Я ведь был убежден, что не то что в двадцать седьмом, но даже и в тридцать седьмом году так называемый пятый пункт не играл в жизни советских людей сколько-нибудь существенной роли. Гораздо важнее тогда был пункт шестой: социальное происхождение. И, ведя все эти разговоры, я был искренне уверен, что впервые столкнуться с тем, что я еврей, мне пришлось уже во взрослом состоянии. Ну, во всяком случае, никак не раньше, чем в сорок пятом, когда мне пришла пора поступать в институт, и — впервые — разнесся слух, что в какие-то элитарные вузы (в МИМО — институт международных отношений, например) евреев не принимают.
На самом деле, однако, с этой проблемой мне пришлось столкнуться (я только об этом не знал) буквально в самые первые дни моего земного бытия.
На восьмой день после моего появления на свет мне полагалось сделать обрезание. Чаша сия, как известно, не минула даже Господа нашего Иисуса Христа. Каждый год в ночь с 31-го декабря на 1-е января мы отмечаем именно это событие. Именно к церковному празднику Обрезания Господня, а отнюдь не к Рождеству, которое, как известно, приходится не на 1-е января, а на 25 декабря, приурочиваем мы начало нового года.
Итак, со мною должны были проделать то же, что 1927 лет назад проделали с Иисусом Христом, а до него и после него, с миллионами других младенцев еврейской национальности.
Но на дворе стоял уже десятый год молодой советской республики, и родители мои жили в Москве, и были они люди вполне свободомыслящие, не соблюдавшие никаких религиозных обрядов, а мама моя, к тому же, была врачом, и она даже помыслить не могла, чтобы какой-то грязный еврей прикоснулся к ее ребенку своим отвратительно негигиеничным ножом, а потом еще — чего доброго — высасывал кровь своими грязными — совсем уже негигиеничными — губами, как это описано в рассказе Бабеля «Карл-Янкель».
Да и не только в гигиене было дело.
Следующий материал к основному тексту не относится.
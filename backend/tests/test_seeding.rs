//! Seeding Protocol Tests
//!
//! How seed fragments become generator state:
//! - wide and negative integers split into 32-bit limbs
//! - short seeds repeat their last limb across the remaining fields
//! - absent fragments select field defaults
//! - extra limbs are ignored, or mixed in when requested
//! - degenerate seeds are sanitized, never rejected

use simplerandom_core_rs::seed::flatten;
use simplerandom_core_rs::{
    seed, Cong, Generator, Kiss, Kiss2, Lfsr113, Lfsr88, Mwc1, Mwc2, Mwc64, Seed, Seedable, Shr3,
};

// ============================================================================
// Limb streams
// ============================================================================

#[test]
fn test_wide_integer_limbs_least_significant_first() {
    let limbs: Vec<Option<u32>> = flatten(&Seed::from((1u128 << 96) + 5)).collect();
    assert_eq!(limbs, vec![Some(5), Some(0), Some(0), Some(1)]);
}

#[test]
fn test_negative_integer_limbs() {
    let limbs: Vec<Option<u32>> = flatten(&Seed::from(-2i64)).collect();
    assert_eq!(limbs, vec![Some(0xFFFF_FFFE)]);

    let limbs: Vec<Option<u32>> = flatten(&Seed::from(-(1i128 << 40))).collect();
    assert_eq!(limbs, vec![Some(0), Some(0xFFFF_FF00)]);
}

#[test]
fn test_zero_yields_one_limb() {
    let limbs: Vec<Option<u32>> = flatten(&Seed::from(0u64)).collect();
    assert_eq!(limbs, vec![Some(0)]);
}

#[test]
fn test_nested_sequences_flatten_depth_first() {
    let s = seed![1u32, vec![seed![2u32, 3u32], Seed::from(4u32)], 5u32];
    let limbs: Vec<u32> = flatten(&s).flatten().collect();
    assert_eq!(limbs, vec![1, 2, 3, 4, 5]);
}

#[test]
fn test_parse_decimal() {
    assert_eq!(
        Seed::parse_decimal("340282366920938463463374607431768211455").unwrap(),
        Seed::Uint(u128::MAX)
    );
    assert_eq!(Seed::parse_decimal("-7").unwrap(), Seed::Int(-7));
    assert!(Seed::parse_decimal("0x10").is_err());
}

// ============================================================================
// Field assignment
// ============================================================================

#[test]
fn test_single_seed_repeats_across_fields() {
    assert_eq!(Kiss::seeded(1u32).state(), [1, 1, 1, 1]);
    assert_eq!(Mwc64::seeded(12345u32).state(), [12345, 12345]);
}

#[test]
fn test_absent_field_takes_default() {
    let rng = Mwc2::seeded(seed![None::<u32>, 7u32]);
    assert_eq!(rng.state(), [1872166912, 7]);
}

#[test]
fn test_negative_seed_is_twos_complement() {
    assert_eq!(Shr3::seeded(-1i32).state(), [0xFFFF_FFFF]);
    assert_eq!(Cong::seeded(-2i64).state(), [0xFFFF_FFFE]);
}

#[test]
fn test_wide_seed_spreads_over_fields() {
    // limbs 5, 0, 0, 1
    let rng = Lfsr113::seeded((1u128 << 96) + 5);
    assert_eq!(rng.state(), [5, 65535, 65535, 1]);
}

#[test]
fn test_zero_seeds_are_sanitized() {
    assert_eq!(Shr3::seeded(0u32).state(), [0xFFFF_FFFF]);
    assert_eq!(Lfsr88::seeded(0u32).lanes(), [0xFFFF_FFFF; 3]);
    let mwc = Mwc1::seeded((0u32, 0u32));
    assert_ne!(mwc.state(), [0, 0]);
}

// ============================================================================
// Extra limbs
// ============================================================================

#[test]
fn test_extra_limbs_ignored_by_default() {
    let plain = Kiss2::seeded([1u32, 2, 3, 4, 5, 6]);
    assert_eq!(plain.state(), [1, 2, 3, 4]);
}

#[test]
fn test_extra_limbs_mixed_when_requested() {
    let mut mixed = Kiss2::seeded_mixed([1u32, 2, 3, 4, 5, 6]);
    assert_eq!(mixed.state(), [0, 1397538142, 3, 540738]);
    assert_eq!(mixed.advance(), 1499226664);
}

#[test]
fn test_wide_seed_extra_limbs_mixed() {
    // limbs 7 and 256: the second is mixed in
    let mut cong = Cong::seeded_mixed((1u64 << 40) + 7);
    assert_eq!(cong.state(), [18177492]);
    assert_eq!(cong.advance(), 1370756861);
}

#[test]
fn test_mixed_without_extras_equals_plain() {
    let mut lfsr = Lfsr113::seeded_mixed((1u128 << 96) + 5);
    assert_eq!(lfsr, Lfsr113::seeded((1u128 << 96) + 5));
    assert_eq!(lfsr.advance(), 537922904);
}

#[test]
fn test_mix_skips_absent_fragments() {
    let mut with_gaps = Kiss::default();
    with_gaps.mix([seed![1u32, None::<u32>, 2u32]]);
    let mut without = Kiss::default();
    without.mix([1u32, 2u32]);
    assert_eq!(with_gaps, without);
}

#[test]
fn test_reseed_discards_state() {
    let mut rng = Mwc64::seeded(99u32);
    rng.advance();
    rng.reseed(99u32, false);
    assert_eq!(rng, Mwc64::seeded(99u32));
}

#[test]
fn test_seeded_with_flag() {
    let seed = seed![1u32, 2u32, 3u32];
    assert_eq!(Cong::seeded_with(&seed, false), Cong::seeded(&seed));
    assert_eq!(Cong::seeded_with(&seed, true), Cong::seeded_mixed(&seed));
    assert_ne!(Cong::seeded(&seed), Cong::seeded_mixed(&seed));
}

#[test]
fn test_sanitize_is_idempotent() {
    fn check<G: Seedable + Clone + PartialEq + std::fmt::Debug>(seed: [u32; 4]) {
        let mut rng = G::seeded(seed);
        let once = rng.clone();
        rng.sanitize();
        assert_eq!(rng, once, "{}", G::NAME);
    }
    for seed in [[0u32; 4], [u32::MAX; 4], [0x9068_FFFF, 0x464F_FFFF, 0, 0]] {
        check::<Cong>(seed);
        check::<Shr3>(seed);
        check::<Mwc1>(seed);
        check::<Mwc2>(seed);
        check::<Mwc64>(seed);
        check::<Kiss>(seed);
        check::<Kiss2>(seed);
        check::<Lfsr113>(seed);
        check::<Lfsr88>(seed);
    }
}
Разве для того она, закончив с серебряной медалью гимназию в своих родных Черкассах, уехала — одна — из отцовского дома в Одессу и поступила в Новороссийский университет, и не пропустила там ни одной лекции даже в том страшном году, когда город, что ни день, переходил из рук в руки — от немцев к французам, от французов к григорьевцам, от григорьевцев к деникинцам… И все это для того, чтобы теперь, на десятом году революции, вдруг, ни с того ни с сего, вернуться к каким-то мракобесным средневековым обрядам?